Narrow the data below down to the lines containing "than".
*** The input ***
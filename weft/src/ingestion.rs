//! Document ingestion pipeline: extract text by content
//! type, chunk with overlap, batch-embed, optionally enrich each chunk with
//! surrounding context. The extractor registry reuses the same name-keyed
//! dispatch idiom as `ToolRegistry`, and chunk storage reuses
//! `memory::Store`'s namespacing rather than inventing a new one.

use std::collections::HashMap;
use std::sync::Arc;

use async_trait::async_trait;
use tokio::sync::Semaphore;

use crate::error::{AgentError, Result};
use crate::memory::{Namespace, Store};
use crate::provider::Provider;

/// Pulls plain text out of a document's raw bytes for one content type.
/// Concrete extractors (PDF, HTML, DOCX, ...) are supplied
/// by the embedding application; this crate only defines the seam.
#[async_trait]
pub trait Extractor: Send + Sync {
    async fn extract(&self, bytes: &[u8]) -> std::result::Result<String, String>;
}

/// Extractors keyed by MIME/content-type string.
#[derive(Default, Clone)]
pub struct ExtractorRegistry {
    extractors: HashMap<String, Arc<dyn Extractor>>,
}

impl ExtractorRegistry {
    pub fn new() -> Self {
        Self::default()
    }

    pub fn register(&mut self, content_type: impl Into<String>, extractor: Arc<dyn Extractor>) {
        self.extractors.insert(content_type.into(), extractor);
    }

    pub async fn extract(&self, content_type: &str, bytes: &[u8]) -> Result<String> {
        let extractor = self
            .extractors
            .get(content_type)
            .ok_or_else(|| AgentError::ProcessorRejected {
                stage: "ingestion_extract",
                message: format!("no extractor registered for content type {content_type:?}"),
            })?;
        extractor
            .extract(bytes)
            .await
            .map_err(|message| AgentError::ProcessorRejected {
                stage: "ingestion_extract",
                message,
            })
    }
}

#[derive(Clone, Debug)]
pub struct ChunkingConfig {
    pub chunk_size_chars: usize,
    pub overlap_chars: usize,
}

impl Default for ChunkingConfig {
    fn default() -> Self {
        Self {
            chunk_size_chars: 2000,
            overlap_chars: 200,
        }
    }
}

/// Splits `text` into overlapping windows. Character-based
/// rather than token-based: the rest of the pipeline only needs consistent,
/// boundaries, not exact token accounting.
pub fn chunk_text(text: &str, config: &ChunkingConfig) -> Vec<String> {
    if text.is_empty() {
        return Vec::new();
    }
    let chars: Vec<char> = text.chars().collect();
    let step = config.chunk_size_chars.saturating_sub(config.overlap_chars).max(1);
    let mut chunks = Vec::new();
    let mut start = 0;
    while start < chars.len() {
        let end = (start + config.chunk_size_chars).min(chars.len());
        chunks.push(chars[start..end].iter().collect());
        if end == chars.len() {
            break;
        }
        start += step;
    }
    chunks
}

#[derive(Clone, Debug)]
pub struct IngestedChunk {
    pub index: usize,
    pub text: String,
    pub embedding: Vec<f32>,
}

#[derive(Clone, Debug, Default)]
pub struct IngestionConfig {
    pub chunking: ChunkingConfig,
    /// Bounded worker pool size for the optional contextual-enrichment pass.
    pub enrichment_concurrency: usize,
}

/// Adds surrounding-document context to a chunk before embedding.
#[async_trait]
pub trait ChunkEnricher: Send + Sync {
    async fn enrich(&self, chunk: &str, document_text: &str) -> std::result::Result<String, String>;
}

pub struct IngestionPipeline {
    pub extractors: ExtractorRegistry,
    pub provider: Arc<dyn Provider>,
    pub store: Arc<dyn Store>,
    pub config: IngestionConfig,
    pub enricher: Option<Arc<dyn ChunkEnricher>>,
}

impl IngestionPipeline {
    pub fn new(
        extractors: ExtractorRegistry,
        provider: Arc<dyn Provider>,
        store: Arc<dyn Store>,
        config: IngestionConfig,
    ) -> Self {
        Self {
            extractors,
            provider,
            store,
            config,
            enricher: None,
        }
    }

    pub fn with_enricher(mut self, enricher: Arc<dyn ChunkEnricher>) -> Self {
        self.enricher = enricher.into();
        self
    }

    /// Runs the full pipeline: extract -> chunk -> (optional) enrich ->
    /// batch-embed -> store each chunk under `namespace`.
    /// A single chunk's enrichment failure is logged and the chunk falls
    /// back to its un-enriched text rather than aborting the whole document.
    pub async fn ingest(
        &self,
        document_id: &str,
        content_type: &str,
        bytes: &[u8],
        namespace: Namespace,
    ) -> Result<Vec<IngestedChunk>> {
        let text = self.extractors.extract(content_type, bytes).await?;
        let raw_chunks = chunk_text(&text, &self.config.chunking);
        if raw_chunks.is_empty() {
            return Ok(Vec::new());
        }

        let enriched = self.enrich_all(&raw_chunks, &text).await;

        let embeddings = self
            .provider
            .embed(&enriched)
            .await
            .map_err(AgentError::Provider)?;

        let mut chunks = Vec::with_capacity(enriched.len());
        for (index, (text, embedding)) in enriched.into_iter().zip(embeddings).enumerate() {
            let chunk_key = format!("{document_id}#{index}");
            let value = serde_json::json!({
                "document_id": document_id,
                "index": index,
                "text": text,
                "embedding": embedding,
            });
            self.store
                .put(&namespace, &chunk_key, &value)
                .await
                .map_err(|e| AgentError::ProcessorRejected {
                    stage: "ingestion_store",
                    message: e.to_string(),
                })?;
            chunks.push(IngestedChunk { index, text, embedding });
        }

        Ok(chunks)
    }

    async fn enrich_all(&self, raw_chunks: &[String], document_text: &str) -> Vec<String> {
        let Some(enricher) = &self.enricher else {
            return raw_chunks.to_vec();
        };
        let concurrency = self.config.enrichment_concurrency.max(1);
        let semaphore = Arc::new(Semaphore::new(concurrency));

        let futures = raw_chunks.iter().map(|chunk| {
            let enricher = enricher.clone();
            let semaphore = semaphore.clone();
            let chunk = chunk.clone();
            async move {
                let _permit = semaphore.acquire().await.expect("semaphore never closed");
                match enricher.enrich(&chunk, document_text).await {
                    Ok(enriched) => enriched,
                    Err(message) => {
                        tracing::warn!(error = %message, "chunk enrichment failed, using raw chunk text");
                        chunk
                    }
                }
            }
        });

        futures::future::join_all(futures).await
    }
}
*** End of The input ***
### Answer space
//! `memory::Store`'s namespacing rather than inventing a new one.
/// rather than token-based: the rest of the pipeline only needs consistent,
    /// back to its un-enriched text rather than aborting the whole document.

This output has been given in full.